Adlon was the grandson of Lorenz Adlon (1849–1921), founder of the famous Adlon Hotel in Berlin, where he spent much of his childhood. Adlon was the son of Louis Adlon senior, who had five children with his first wife, Tilly. After almost 15 years of marriage, he met a hotel guest, the German-American Hedwig Leythen (1889-1967), called Hedda, at a New Year's Eve party in the Hotel Adlon, left his wife and children, and in 1922 he married her. It was one of the biggest scandals of Berlin in the 1920s. Tilly moved with her daughter, Elisabeth, then two years old, to southern Germany, while the other children, Susanne (mother of Percy Adlon), Lorenz, and the twins Carl and Louis (Jr.), were sent to boarding school and later all four emigrated to North America.

Adlon was a supporting actor and bit player in Hollywood from the late 1930s.

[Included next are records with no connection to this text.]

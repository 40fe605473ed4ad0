use std::process::ExitCode;
use std::time::Duration;

use clap::{Parser, Subcommand};
use tokio::io::{AsyncBufReadExt, BufReader};
use tokio::sync::mpsc;
use tracing_subscriber::EnvFilter;

use handsfree::voice::signal::rms;
use handsfree::voice::{
    AudioSource, DecodedAudio, DirectOutput, Microphone, Speaker, TranscriptFragment, evaluate,
};
use handsfree::{Config, ConversationTurn, Daemon, Role, TurnEvent};

/// Handsfree - voice turn-taking controller for a speech assistant
#[derive(Parser)]
#[command(name = "handsfree", version, about)]
struct Cli {
    /// Increase verbosity (-v, -vv, -vvv)
    #[arg(short, long, action = clap::ArgAction::Count, global = true)]
    verbose: u8,

    /// Wake phrase override
    #[arg(long, global = true)]
    phrase: Option<String>,

    /// Full-interaction endpoint override
    #[arg(long, global = true)]
    endpoint: Option<String>,

    /// Read transcripts from stdin instead of a recognizer process
    #[arg(long)]
    typed: bool,

    #[command(subcommand)]
    command: Option<Command>,
}

#[derive(Subcommand)]
enum Command {
    /// Run the controller until Ctrl-C (default)
    Run,
    /// Test microphone input
    TestMic {
        /// Duration in seconds
        #[arg(short, long, default_value = "5")]
        duration: u64,
    },
    /// Test speaker output
    TestSpeaker,
    /// Check whether some text would trigger the wake word
    CheckPhrase {
        /// Transcript text to test
        text: String,
    },
}

#[tokio::main]
async fn main() -> ExitCode {
    let cli = Cli::parse();

    // Set up logging based on verbosity
    let filter = match cli.verbose {
        0 => "info,handsfree=info",
        1 => "info,handsfree=debug",
        2 => "debug",
        _ => "trace",
    };

    tracing_subscriber::fmt()
        .with_env_filter(EnvFilter::new(filter))
        .with_writer(std::io::stderr)
        .init();

    match run(cli).await {
        Ok(()) => ExitCode::SUCCESS,
        Err(e) => {
            tracing::error!("fatal: {e}");
            ExitCode::FAILURE
        }
    }
}

#[allow(clippy::future_not_send)]
async fn run(cli: Cli) -> anyhow::Result<()> {
    let mut config = Config::load();
    if let Some(phrase) = cli.phrase {
        config.wake_phrase = phrase;
    }
    if let Some(endpoint) = cli.endpoint {
        config.server.endpoint = endpoint;
    }

    match cli.command.unwrap_or(Command::Run) {
        Command::Run => run_controller(config, cli.typed).await,
        Command::TestMic { duration } => test_mic(&config, duration).await,
        Command::TestSpeaker => test_speaker().await,
        Command::CheckPhrase { text } => check_phrase(&config, &text),
    }
}

#[allow(clippy::future_not_send)]
async fn run_controller(config: Config, typed_flag: bool) -> anyhow::Result<()> {
    let typed = typed_flag || config.recognizer.command.is_empty();
    if typed && !typed_flag {
        tracing::warn!("no recognizer command configured, reading typed transcripts from stdin");
    }

    tracing::info!(
        phrase = %config.wake_phrase,
        endpoint = %config.server.endpoint,
        typed,
        "starting handsfree controller"
    );
    tracing::debug!(?config, "loaded configuration");

    let mut daemon = Daemon::from_config(&config, typed)?;

    for turn in daemon.conversation().turns() {
        print_turn(turn);
    }

    // Without typed input, stdin is free to carry gestures (press Enter)
    if !typed {
        let gesture = daemon.gesture();
        tokio::spawn(async move {
            let mut lines = BufReader::new(tokio::io::stdin()).lines();
            while let Ok(Some(_)) = lines.next_line().await {
                gesture.gesture();
            }
        });
    }

    let mut events = daemon.subscribe();
    tokio::spawn(async move {
        while let Ok(event) = events.recv().await {
            match event {
                TurnEvent::TurnAppended(turn) => print_turn(&turn),
                TurnEvent::Notice(message) => eprintln!("{message}"),
                TurnEvent::StateChanged(state) => tracing::debug!(%state, "state"),
            }
        }
    });

    let (shutdown_tx, mut shutdown_rx) = mpsc::channel(1);
    tokio::spawn(async move {
        if tokio::signal::ctrl_c().await.is_ok() {
            let _ = shutdown_tx.send(()).await;
        }
    });

    daemon.run(&mut shutdown_rx).await;

    println!(
        "\nConversation ended with {} turns",
        daemon.conversation().len()
    );
    Ok(())
}

fn print_turn(turn: &ConversationTurn) {
    let speaker = match turn.role {
        Role::User => "You",
        Role::Assistant => "AI Assistant",
        Role::System => "System",
    };
    println!("{speaker}: {}", turn.text);
}

fn check_phrase(config: &Config, text: &str) -> anyhow::Result<()> {
    let wake_word = config.wake_word()?;
    let fragment = TranscriptFragment::final_text(text);

    if evaluate(&fragment, &wake_word) {
        println!("\"{text}\" triggers \"{}\"", wake_word.phrase());
    } else {
        println!(
            "\"{text}\" does not trigger \"{}\" (tolerance {})",
            wake_word.phrase(),
            wake_word.max_edit_distance()
        );
    }
    Ok(())
}

#[allow(clippy::future_not_send)]
async fn test_mic(config: &Config, duration: u64) -> anyhow::Result<()> {
    let threshold = config.vad.silence_threshold_rms;
    println!("Sampling the microphone once a second for {duration}s.");
    println!("Talk for a bit, then stay quiet; `*` marks frames counted as speech.\n");

    let mut microphone = Microphone::new(config.analysis_frame);
    let recording = microphone.open()?;
    let mut analyser = recording.analyser();

    let mut speech_frames = 0_u64;
    for i in 1..=duration {
        tokio::time::sleep(Duration::from_secs(1)).await;

        let energy = rms(&analyser.latest_frame());
        let speech = energy > threshold;
        if speech {
            speech_frames += 1;
        }

        #[allow(clippy::cast_possible_truncation, clippy::cast_sign_loss)]
        let bar = "#".repeat((energy * 400.0).min(40.0) as usize);
        let marker = if speech { '*' } else { ' ' };
        println!("{i:>3}s {marker} rms {energy:.4} {bar}");
    }

    let audio = recording.finish()?;

    println!("\n{speech_frames}/{duration} frames above the silence threshold ({threshold})");
    println!("Recorded {} bytes of {}", audio.len(), audio.content_type);
    if speech_frames == 0 {
        println!("Nothing crossed the threshold: check the input device or lower");
        println!("`silence_threshold_rms` in the [vad] config section.");
    } else if speech_frames == duration {
        println!("Every frame counted as speech, so a turn would only end on the");
        println!("safety timer: raise `silence_threshold_rms` in the [vad] config section.");
    }

    Ok(())
}

#[allow(clippy::future_not_send)]
async fn test_speaker() -> anyhow::Result<()> {
    const SAMPLE_RATE: u32 = 24000;
    const TONE_HZ: f32 = 440.0;

    println!("Playing a 2s tone through direct output (the playback fallback tier).");

    #[allow(clippy::cast_precision_loss)]
    let samples: Vec<f32> = (0..SAMPLE_RATE * 2)
        .map(|i| {
            let t = i as f32 / SAMPLE_RATE as f32;
            (2.0 * std::f32::consts::PI * TONE_HZ * t).sin() * 0.3
        })
        .collect();

    Speaker::new()
        .play(DecodedAudio {
            samples,
            sample_rate: SAMPLE_RATE,
            channels: 1,
        })
        .await?;

    println!("Done. If nothing was heard, replies will only play through the");
    println!("external player; check `player` in the [playback] config section.");

    Ok(())
}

He married Rose Douras Davies, sister of actress Marion Davies. He became a war correspondent for International News Service in May 1945, sent by his wife's sister's lover, William Randolph Hearst, to a ruined Berlin and saw the ruins of his parents' home and a burnt-out Hotel Adlon. His first article is about personal loss, the destroyed city of his youth and the death of his father. He died of a heart attack following a trip to Mexico.

In the early morning hours of August 6, 1945, Adlon was assaulted and robbed of $150 cash and $2500 in jewelry by 4 assailants on the Sunset Strip while driving home from a party.

Originally interred in the Douras Family Mausoleum at Hollywood Forever Cemetery, his remains were removed and buried in front of the mausoleum in March 1951. Although his Hollywood screen roles were minuscule at best, Adlon later gained fame as the main character of the 1997 semi-documentary In The Glamorous World of the Adlon Hotel, written and directed by his nephew, German director Percy Adlon (1935–2024).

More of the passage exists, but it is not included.